Qual Life Res. 1999 May;8(3):171-80. doi: 10.1023/a:1008850610569.
Multi-attribute utility theory (MAUT) provides a way to model decisions involving trade-offs among different aspects or goals of a problem. We used MAUT to model prostate cancer patients' preferences for their own health state and we compared this model to patients' global judgments of health state utility. 57 patients with prostate cancer (mean age = 70) at two Chicago Veterans Administration health clinics were asked to evaluate health states described in terms of five health attributes affected by prostate cancer: pain, mood, sexual function, bladder and bowel function, and fatigue and energy.
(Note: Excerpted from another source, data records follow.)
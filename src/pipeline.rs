//! Full rebuild: sources → staging store → sentence linker → rename.
//!
//! Every build writes `<output>.tmp` from scratch and renames it over the
//! destination only after the last stage succeeds. A failed build leaves the
//! staging file behind and the previous store untouched.

use std::fs;
use std::io;
use std::path::{Path, PathBuf};

use tracing::{info, info_span, warn};

use tridict_core::lexicon::KanjiMap;
use tridict_core::linker::{link_examples, LanguageCodes, LinkError, LinkReport, LinkerConfig, SentenceCorpus};
use tridict_core::sample::write_sample;
use tridict_core::settings::Settings;
use tridict_core::source::{CedictSource, DictSource, JmdictSource, KanjidicSource, SourceError};
use tridict_core::store::{StoreError, StoreWriter, WriteStats, DEFAULT_SCHEMA};

pub const JMDICT_FILE_NAMES: &[&str] = &["JMdict_e.xml", "JMdict_e", "JMdict.xml"];
pub const CEDICT_FILE_NAMES: &[&str] = &["cedict_ts.u8", "cedict_1_0_ts_utf-8_mdbg.txt"];
pub const KANJIDIC_FILE_NAMES: &[&str] = &["kanjidic2.xml"];
pub const SENTENCES_FILE_NAME: &str = "sentences.csv";
pub const LINKS_FILE_NAME: &str = "links.csv";

#[derive(Debug, thiserror::Error)]
pub enum PipelineError {
    #[error("no dictionary sources found: need JMdict and/or CC-CEDICT")]
    NoSources,

    #[error("source: {0}")]
    Source(#[from] SourceError),

    #[error("store: {0}")]
    Store(#[from] StoreError),

    #[error("linker: {0}")]
    Link(#[from] LinkError),

    #[error("IO error: {0}")]
    Io(#[from] io::Error),
}

/// Locations of the raw corpora. `None` means the file was not found.
#[derive(Debug, Clone, Default, PartialEq, Eq)]
pub struct SourcePaths {
    pub jmdict: Option<PathBuf>,
    pub cedict: Option<PathBuf>,
    pub kanjidic: Option<PathBuf>,
    pub sentences: Option<PathBuf>,
    pub links: Option<PathBuf>,
}

fn first_existing(dirs: &[PathBuf], names: &[&str]) -> Option<PathBuf> {
    dirs.iter()
        .flat_map(|dir| names.iter().map(move |name| dir.join(name)))
        .find(|path| path.is_file())
}

impl SourcePaths {
    /// Look up the well-known file names inside `input`. Tatoeba files are
    /// searched in `input/tatoeba/` first, then in `input/`.
    pub fn discover(input: &Path) -> Self {
        let here = [input.to_path_buf()];
        let tatoeba = [input.join("tatoeba"), input.to_path_buf()];
        Self {
            jmdict: first_existing(&here, JMDICT_FILE_NAMES),
            cedict: first_existing(&here, CEDICT_FILE_NAMES),
            kanjidic: first_existing(&here, KANJIDIC_FILE_NAMES),
            sentences: first_existing(&tatoeba, &[SENTENCES_FILE_NAME]),
            links: first_existing(&tatoeba, &[LINKS_FILE_NAME]),
        }
    }

    fn has_dictionary(&self) -> bool {
        self.jmdict.is_some() || self.cedict.is_some()
    }
}

#[derive(Debug, Clone)]
pub struct BuildOptions {
    pub output: PathBuf,
    /// Schema script run on the fresh store.
    pub schema: String,
    /// Write the built-in sample set instead of parsing sources.
    pub sample: bool,
    pub link_examples: bool,
    pub batch_size: usize,
    pub progress_interval: usize,
    pub linker: LinkerConfig,
    pub codes: LanguageCodes,
}

impl BuildOptions {
    pub fn new(output: PathBuf, settings: &Settings) -> Self {
        Self {
            output,
            schema: DEFAULT_SCHEMA.to_string(),
            sample: false,
            link_examples: true,
            batch_size: settings.store.batch_size,
            progress_interval: settings.progress.interval,
            linker: LinkerConfig::from(settings),
            codes: LanguageCodes::from(&settings.languages),
        }
    }
}

#[derive(Debug, Clone, Copy, Default, PartialEq, Eq)]
pub struct BuildReport {
    /// Rows written by the store writer. Linked examples are in `links`.
    pub written: WriteStats,
    /// `None` when linking was disabled or the corpus was missing.
    pub links: Option<LinkReport>,
}

impl BuildReport {
    /// Example rows in the finished store: sample examples plus linked ones.
    pub fn examples(&self) -> usize {
        self.written.examples + self.links.map_or(0, |l| l.examples_inserted())
    }
}

/// `dict.sqlite` → `dict.sqlite.tmp`.
pub fn staging_path(output: &Path) -> PathBuf {
    let mut name = output.as_os_str().to_owned();
    name.push(".tmp");
    PathBuf::from(name)
}

/// Rebuild the store at `options.output`.
pub fn build(sources: &SourcePaths, options: &BuildOptions) -> Result<BuildReport, PipelineError> {
    let _span = info_span!("build").entered();

    if !options.sample && !sources.has_dictionary() {
        return Err(PipelineError::NoSources);
    }

    if let Some(parent) = options.output.parent().filter(|p| !p.as_os_str().is_empty()) {
        fs::create_dir_all(parent)?;
    }
    let staging = staging_path(&options.output);
    let mut writer = StoreWriter::create(&staging, &options.schema, options.batch_size)?;

    let links = if options.sample {
        info!("writing built-in sample data");
        write_sample(&mut writer)?;
        None
    } else {
        ingest_dictionaries(&mut writer, sources, options)?;
        if options.link_examples {
            link_corpus(&mut writer, sources, options)?
        } else {
            None
        }
    };

    let written = writer.finalize()?;
    fs::rename(&staging, &options.output)?;
    info!(
        "store written to {} ({} ja words, {} zh words)",
        options.output.display(),
        written.japanese_words,
        written.chinese_words
    );
    Ok(BuildReport { written, links })
}

fn ingest_dictionaries(
    writer: &mut StoreWriter,
    sources: &SourcePaths,
    options: &BuildOptions,
) -> Result<(), PipelineError> {
    let kanji = match &sources.kanjidic {
        Some(path) => KanjidicSource.load_optional(path)?,
        None => {
            warn!("KANJIDIC2 not found, stroke counts will be empty");
            KanjiMap::new()
        }
    };

    match &sources.jmdict {
        Some(path) => {
            let entries = JmdictSource::new(&kanji)
                .with_progress_interval(options.progress_interval)
                .parse_file(path)?;
            for entry in &entries {
                writer.write_japanese_entry(entry)?;
            }
        }
        None => warn!("JMdict not found, no Japanese entries will be written"),
    }

    match &sources.cedict {
        Some(path) => {
            for entry in &CedictSource.parse_file(path)? {
                writer.write_chinese_entry(entry)?;
            }
        }
        None => warn!("CC-CEDICT not found, no Chinese entries will be written"),
    }

    Ok(())
}

fn link_corpus(
    writer: &mut StoreWriter,
    sources: &SourcePaths,
    options: &BuildOptions,
) -> Result<Option<LinkReport>, PipelineError> {
    let (Some(sentences), Some(links)) = (&sources.sentences, &sources.links) else {
        warn!("Tatoeba sentences/links not found, skipping example linking");
        return Ok(None);
    };
    let corpus = SentenceCorpus::load(sentences, links, &options.codes)?;
    let report = link_examples(writer.connection_mut()?, &corpus, &options.linker)?;
    Ok(Some(report))
}

#[cfg(test)]
mod tests;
Each attribute had three levels that were used to form three clinically realistic health state descriptions (A = high, B = moderate, C = low). A fourth personalized health description (P) matched the patient's current health. We first measured patients' preferences using time trade-off (TTO) judgments for the three health states (A, B, and C) and for their own current health state (P). The TTO for the patient's own health state (P) was standardized by comparing it to TTO judgments for states A and C. We next constructed a multi-attribute model using the relative importance of the five attributes. The MAU scores were moderately correlated with the TTO preference judgments for the personalized state (Pearson r = 0.38, N = 57, p < 0.01). Thus, patients' preference judgments are moderately consistent and systematic. MAUT appears to be a potentially feasible method for evaluating preferences of prostate cancer patients and may prove helpful in assisting with patient decision making.
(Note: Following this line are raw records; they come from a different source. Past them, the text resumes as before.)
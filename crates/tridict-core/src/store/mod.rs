//! SQLite destination store.
//!
//! `StoreWriter` owns the connection for a full rebuild: it recreates the file,
//! runs the schema script, appends word and definition rows in batched
//! transactions and finishes with `ANALYZE` + `VACUUM`. The read helpers are
//! used by the sentence linker, the `info` command and tests.

mod reader;
#[cfg(test)]
mod tests;
mod writer;

use std::io;
use std::path::Path;

use rusqlite::{Connection, OpenFlags};

use crate::lexicon::Language;

pub use reader::{
    count_rows, max_examples_per_word, read_chinese_definitions, read_chinese_word,
    read_japanese_definitions, read_japanese_word, RowCounts,
};
pub use writer::{StoreWriter, WriteStats};

/// Schema used when no external script is supplied.
pub const DEFAULT_SCHEMA: &str = include_str!("schema.sql");

#[derive(Debug, thiserror::Error)]
pub enum StoreError {
    #[error("SQLite error: {0}")]
    Sqlite(#[from] rusqlite::Error),

    #[error("IO error: {0}")]
    Io(#[from] io::Error),

    #[error("no {language} word with id {id}")]
    MissingWord { language: Language, id: i64 },
}

/// Open an existing store for writing. Fails if `path` does not exist.
pub fn open(path: &Path) -> Result<Connection, StoreError> {
    let conn = Connection::open_with_flags(
        path,
        OpenFlags::SQLITE_OPEN_READ_WRITE | OpenFlags::SQLITE_OPEN_NO_MUTEX,
    )?;
    conn.execute_batch("PRAGMA foreign_keys = ON;")?;
    Ok(conn)
}

/// Open an existing store read-only.
pub fn open_read_only(path: &Path) -> Result<Connection, StoreError> {
    Ok(Connection::open_with_flags(
        path,
        OpenFlags::SQLITE_OPEN_READ_ONLY | OpenFlags::SQLITE_OPEN_NO_MUTEX,
    )?)
}

/// Delete example rows whose `word_id` has no row in the matching word table.
///
/// `examples.word_id` cannot carry a foreign key (it points into one of two
/// tables), so this query is what keeps it consistent.
pub fn prune_orphan_examples(conn: &Connection) -> Result<usize, StoreError> {
    let removed = conn.execute(
        "DELETE FROM examples
         WHERE (language = 'ja' AND word_id NOT IN (SELECT id FROM japanese_words))
            OR (language = 'zh' AND word_id NOT IN (SELECT id FROM chinese_words))",
        [],
    )?;
    Ok(removed)
}
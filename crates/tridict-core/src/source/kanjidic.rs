use std::collections::HashMap;
use std::io::BufRead;
use std::path::Path;

use quick_xml::events::Event;
use quick_xml::Reader;
use tracing::{info, warn};

use super::xml::xml_err;
use super::{DictSource, SourceError};
use crate::lexicon::{KanjiInfo, KanjiMap};

/// KANJIDIC2 XML source.
///
/// Reads `character/literal`, `character/misc/grade` and
/// `character/misc/stroke_count`. When several stroke counts are listed the
/// first (the accepted count) wins; the rest are common miscounts.
pub struct KanjidicSource;

impl KanjidicSource {
    /// Parse `path` if it exists. A missing file is not an error: it yields an
    /// empty map and stroke counts elsewhere stay undefined.
    pub fn load_optional(&self, path: &Path) -> Result<KanjiMap, SourceError> {
        if !path.exists() {
            warn!(
                "kanji reference {} not found, stroke counts will be empty",
                path.display()
            );
            return Ok(KanjiMap::new());
        }
        self.parse_file(path)
    }
}

#[derive(Debug, Clone, Copy)]
enum Field {
    Literal,
    Grade,
    StrokeCount,
}

impl DictSource for KanjidicSource {
    type Output = KanjiMap;

    fn name(&self) -> &'static str {
        "kanjidic"
    }

    fn parse<R: BufRead>(&self, reader: R) -> Result<KanjiMap, SourceError> {
        let mut reader = Reader::from_reader(reader);
        reader.config_mut().trim_text(true);

        let mut buf = Vec::new();
        let mut map: KanjiMap = HashMap::new();
        let mut current: Option<(String, KanjiInfo)> = None;
        let mut field: Option<Field> = None;

        loop {
            match reader.read_event_into(&mut buf).map_err(xml_err)? {
                Event::Start(start) => match start.name().as_ref() {
                    b"character" => current = Some((String::new(), KanjiInfo::default())),
                    b"literal" => field = Some(Field::Literal),
                    b"grade" => field = Some(Field::Grade),
                    b"stroke_count" => field = Some(Field::StrokeCount),
                    _ => field = None,
                },
                Event::Text(t) => {
                    if let (Some(f), Some((literal, info))) = (field, current.as_mut()) {
                        let text = t.unescape().map_err(xml_err)?;
                        let text = text.trim();
                        match f {
                            Field::Literal => literal.push_str(text),
                            Field::Grade => {
                                if info.grade.is_none() {
                                    info.grade = text.parse().ok();
                                }
                            }
                            Field::StrokeCount => {
                                if info.stroke_count.is_none() {
                                    info.stroke_count = text.parse().ok();
                                }
                            }
                        }
                    }
                }
                Event::End(end) => {
                    field = None;
                    if end.name().as_ref() == b"character" {
                        if let Some((literal, info)) = current.take() {
                            if !literal.is_empty() {
                                map.insert(literal, info);
                            }
                        }
                    }
                }
                Event::Eof => break,
                _ => {}
            }
            buf.clear();
        }

        info!("parsed {} KANJIDIC2 characters", map.len());
        Ok(map)
    }
}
多属性效用理论(MAUT)提供了一种对涉及问题不同方面或目标之间权衡的决策进行建模的方法。我们使用MAUT对前列腺癌患者对自身健康状态的偏好进行建模,并将该模型与患者对健康状态效用的总体判断进行比较。在芝加哥的两家退伍军人管理局医疗诊所,57名前列腺癌患者(平均年龄 = 70岁)被要求对由前列腺癌影响的五个健康属性所描述的健康状态进行评估:疼痛、情绪、性功能、膀胱和肠道功能以及疲劳和精力。每个属性有三个级别,用于形成三种符合临床实际的健康状态描述(A = 高,B = 中,C = 低)。第四个个性化健康描述(P)与患者当前的健康状况相匹配。我们首先使用时间权衡(TTO)判断来测量患者对三种健康状态(A、B和C)以及他们自己当前健康状态(P)的偏好。通过将患者自身健康状态(P)的TTO与状态A和C的TTO判断进行比较,对其进行标准化。接下来,我们使用五个属性的相对重要性构建了一个多属性模型。MAU得分与个性化状态的TTO偏好判断呈中度相关(Pearson相关系数r = 0.38,N = 57,p < 0.01)。因此,患者的偏好判断具有一定程度的一致性和系统性。MAUT似乎是一种评估前列腺癌患者偏好的潜在可行方法,可能有助于辅助患者进行决策。